Is That a Galapagos in Your Pocket?
John Clowdus is best known for his sharp two-player designs, including gems such as The North, Bronze Age, and the big one, Omen: A Reign of War. Instead of sticking to the script, his latest effort is a solitaire game that fits into your pocket. Even a small pocket will serve. How does it stack up? Let’s take a look.
It’s impossible to talk about Pocket Galapagos without acknowledging its form factor. Not only that it’s small, but also that it gets rolling with only the slightest nudge. For one thing, there’s no rulebook. Instead, a few cards introduce the setting, what the other cards look like, and where everything should be placed on the table. From there, the same cards used during play do all the heavy lifting. The phases of each turn, for example, are printed on the card that sits atop the draw deck. The effects of the four rows where you’ll be slotting cards are printed right there next to those four rows. Easy.
Much of this ease is due to the way Clowdus showcases his balancing act — which is a gentle way of saying the game resembles a budget spreadsheet with four inputs. Three, really, if you don’t count the turn tracker. At its most basic, your goal is to prevent two of those three species from hitting zero population at the same time. This is easier said than done: every turn, five cards appear from the (bottom of) the draw deck. Two of these will prove useful, occupying your bottom-most row to add population and activate helpful abilities. The remainder are then flipped face-down, revealing invasive species that first occupy and eventually overwhelm the other three rows. This portion of the game is deliberately testy. You’re never quite sure what will appear on a card’s reverse, whether its ability will prove harmful, or whether it will bring the game crashing down in failure.
Flexibility is the buzzword of the day. The more spaces you keep open, the less likely you are to find yourself cornered by a bad draw. This is familiar space for Clowdus, and the game’s most interesting decisions reside in territory he’s trod a dozen times before, bouncing cards off each other and finding the occasional niche where one didn’t exist at the turn’s beginning. At its strongest, the species native to Pocket Galapagos are restorative, gobbling up invaders or learning to tolerate their presence. Do their abilities reflect the biological traits of real-life rays and sea lions? No idea. But the paradox of nature, that it’s both delicate and resilient at the same time, is on full display.
It’s difficult to assess whether Pocket Galapagos succeeds as a solitaire game. At a technical level it’s certainly functional, and its player will have made a sequence of decisions that led either to survival or collapse. But it also feels more like a proof of concept than a finished plaything.

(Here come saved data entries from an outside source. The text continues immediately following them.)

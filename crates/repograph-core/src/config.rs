//! Engine configuration: TOML file, then `REPOGRAPH_*` environment overrides,
//! then validation.

use std::path::{Path, PathBuf};
use std::str::FromStr;

use serde::{Deserialize, Serialize};

use crate::errors::{AnalysisError, AnalysisResult};

#[derive(Debug, Clone, Default, PartialEq, Serialize, Deserialize)]
#[serde(default)]
pub struct EngineConfig {
    pub orchestrator: OrchestratorConfig,
    pub pipeline: PipelineConfig,
    pub resolution: ResolutionConfig,
    pub inference: InferenceConfig,
    pub cache: CacheConfig,
    pub store: StoreConfig,
}

#[derive(Debug, Clone, Default, PartialEq, Serialize, Deserialize)]
#[serde(default)]
pub struct OrchestratorConfig {
    /// Concurrent jobs; 0 means one per CPU.
    pub workers: usize,
}

impl OrchestratorConfig {
    pub fn effective_workers(&self) -> usize {
        if self.workers == 0 {
            num_cpus::get().max(1)
        } else {
            self.workers
        }
    }
}

#[derive(Debug, Clone, PartialEq, Serialize, Deserialize)]
#[serde(default)]
pub struct PipelineConfig {
    /// Files read and parsed concurrently within one job.
    pub file_concurrency: usize,
    /// Files above this size are recorded as skipped.
    pub max_file_bytes: u64,
    /// Per-file parse budget; 0 disables the timeout.
    pub parse_timeout_ms: u64,
}

impl Default for PipelineConfig {
    fn default() -> Self {
        Self {
            file_concurrency: 8,
            max_file_bytes: 1024 * 1024,
            parse_timeout_ms: 5_000,
        }
    }
}

#[derive(Debug, Clone, Copy, Default, PartialEq, Eq, Serialize, Deserialize)]
#[serde(rename_all = "snake_case")]
pub enum TieBreak {
    /// Prefer the latest same-file declaration at or before the reference.
    #[default]
    MostRecent,
    /// Never pick among several candidates.
    Strict,
}

impl FromStr for TieBreak {
    type Err = String;

    fn from_str(s: &str) -> Result<Self, Self::Err> {
        match s {
            "most_recent" => Ok(Self::MostRecent),
            "strict" => Ok(Self::Strict),
            other => Err(format!("unknown tie-break policy: {other}")),
        }
    }
}

#[derive(Debug, Clone, Default, PartialEq, Serialize, Deserialize)]
#[serde(default)]
pub struct ResolutionConfig {
    pub tie_break: TieBreak,
}

#[derive(Debug, Clone, PartialEq, Serialize, Deserialize)]
#[serde(default)]
pub struct InferenceConfig {
    pub enabled: bool,
    /// Subjects (clusters or nodes) per request.
    pub batch_size: usize,
    pub timeout_ms: u64,
    pub explain_nodes: bool,
    pub max_explained_nodes: usize,
}

impl Default for InferenceConfig {
    fn default() -> Self {
        Self {
            enabled: true,
            batch_size: 32,
            timeout_ms: 30_000,
            explain_nodes: false,
            max_explained_nodes: 200,
        }
    }
}

#[derive(Debug, Clone, PartialEq, Serialize, Deserialize)]
#[serde(default)]
pub struct CacheConfig {
    pub max_entries: usize,
    /// Approximate byte budget across all cached graphs.
    pub max_bytes: usize,
}

impl Default for CacheConfig {
    fn default() -> Self {
        Self {
            max_entries: 64,
            max_bytes: 256 * 1024 * 1024,
        }
    }
}

#[derive(Debug, Clone, PartialEq, Serialize, Deserialize)]
#[serde(default)]
pub struct StoreConfig {
    pub path: PathBuf,
}

impl Default for StoreConfig {
    fn default() -> Self {
        Self {
            path: PathBuf::from(".repograph/repograph.db"),
        }
    }
}

fn parse_env<T: FromStr>(key: &str, raw: &str) -> AnalysisResult<T> {
    raw.trim()
        .parse::<T>()
        .map_err(|_| AnalysisError::Config(format!("{key}: cannot parse {raw:?}")))
}

fn parse_bool(key: &str, raw: &str) -> AnalysisResult<bool> {
    match raw.trim().to_lowercase().as_str() {
        "1" | "true" | "yes" | "on" => Ok(true),
        "0" | "false" | "no" | "off" => Ok(false),
        _ => Err(AnalysisError::Config(format!(
            "{key}: expected a boolean, got {raw:?}"
        ))),
    }
}

impl EngineConfig {
    pub fn from_toml_str(content: &str) -> AnalysisResult<Self> {
        toml::from_str(content).map_err(|e| AnalysisError::Config(e.to_string()))
    }

    pub fn load_from_file(path: impl AsRef<Path>) -> AnalysisResult<Self> {
        let content = std::fs::read_to_string(path)?;
        Self::from_toml_str(&content)
    }

    /// File (when given, else defaults), then process environment, then
    /// validation.
    pub fn resolve(path: Option<&Path>) -> AnalysisResult<Self> {
        let mut config = match path {
            Some(path) => Self::load_from_file(path)?,
            None => Self::default(),
        };
        config.apply_env(|key| std::env::var(key).ok())?;
        config.validate()?;
        Ok(config)
    }

    /// Apply `REPOGRAPH_*` overrides read through `lookup`.
    pub fn apply_env<F>(&mut self, lookup: F) -> AnalysisResult<()>
    where
        F: Fn(&str) -> Option<String>,
    {
        macro_rules! override_with {
            ($key:literal, $field:expr, $parse:expr) => {
                if let Some(raw) = lookup($key) {
                    $field = $parse($key, &raw)?;
                }
            };
        }

        override_with!("REPOGRAPH_WORKERS", self.orchestrator.workers, parse_env);
        override_with!(
            "REPOGRAPH_FILE_CONCURRENCY",
            self.pipeline.file_concurrency,
            parse_env
        );
        override_with!(
            "REPOGRAPH_MAX_FILE_BYTES",
            self.pipeline.max_file_bytes,
            parse_env
        );
        override_with!(
            "REPOGRAPH_PARSE_TIMEOUT_MS",
            self.pipeline.parse_timeout_ms,
            parse_env
        );
        override_with!("REPOGRAPH_TIE_BREAK", self.resolution.tie_break, parse_env);
        override_with!("REPOGRAPH_INFERENCE", self.inference.enabled, parse_bool);
        override_with!(
            "REPOGRAPH_INFERENCE_BATCH_SIZE",
            self.inference.batch_size,
            parse_env
        );
        override_with!(
            "REPOGRAPH_INFERENCE_TIMEOUT_MS",
            self.inference.timeout_ms,
            parse_env
        );
        override_with!(
            "REPOGRAPH_EXPLAIN_NODES",
            self.inference.explain_nodes,
            parse_bool
        );
        override_with!(
            "REPOGRAPH_CACHE_MAX_ENTRIES",
            self.cache.max_entries,
            parse_env
        );
        override_with!("REPOGRAPH_CACHE_MAX_BYTES", self.cache.max_bytes, parse_env);
        if let Some(raw) = lookup("REPOGRAPH_STORE_PATH") {
            self.store.path = PathBuf::from(raw);
        }
        Ok(())
    }

    pub fn validate(&self) -> AnalysisResult<()> {
        if self.pipeline.file_concurrency == 0 {
            return Err(AnalysisError::Config(
                "pipeline.file_concurrency must be at least 1".into(),
            ));
        }
        if self.inference.batch_size == 0 {
            return Err(AnalysisError::Config(
                "inference.batch_size must be at least 1".into(),
            ));
        }
        if self.inference.enabled && self.inference.timeout_ms == 0 {
            return Err(AnalysisError::Config(
                "inference.timeout_ms must be positive when inference is enabled".into(),
            ));
        }
        if self.cache.max_entries == 0 {
            return Err(AnalysisError::Config(
                "cache.max_entries must be at least 1".into(),
            ));
        }
        Ok(())
    }
}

The best illustration of this is its approach to the advanced mode. In the game’s introductory mode, its only goal is to survive ten turns. Ramped up, you also need to reach a certain score threshold. But that threshold is so trivial that it doesn’t warrant much thought during play. This isn’t to say it’s trivial to win — on the contrary, success depends so much on which invaders are revealed when you flip your remaining cards mid-turn that a loss never feels more than an inch away. Rather, the threshold is trivial. As long as you survive those ten turns, you’re all but guaranteed to meet the proper score.
This raises a somewhat philosophical question: why have points at all? Do they exist to pat you on the head for actions you’re already undertaking? Or should they be present as goals to strive toward, perhaps accomplishments you might have overlooked while focusing on survival? It goes without saying that there are very successful games that follow either approach, so I’m not arguing that one or the other is the better decision. (Although, sure, I prefer the second, in which victory points aren’t awarded for every action you could take.) Here, though, Clowdus’s customary focus is more diffuse. Where his games usually revolve around precise goals, this approach feels more scattershot. Or worse, with entire ideas coming across as vestigial.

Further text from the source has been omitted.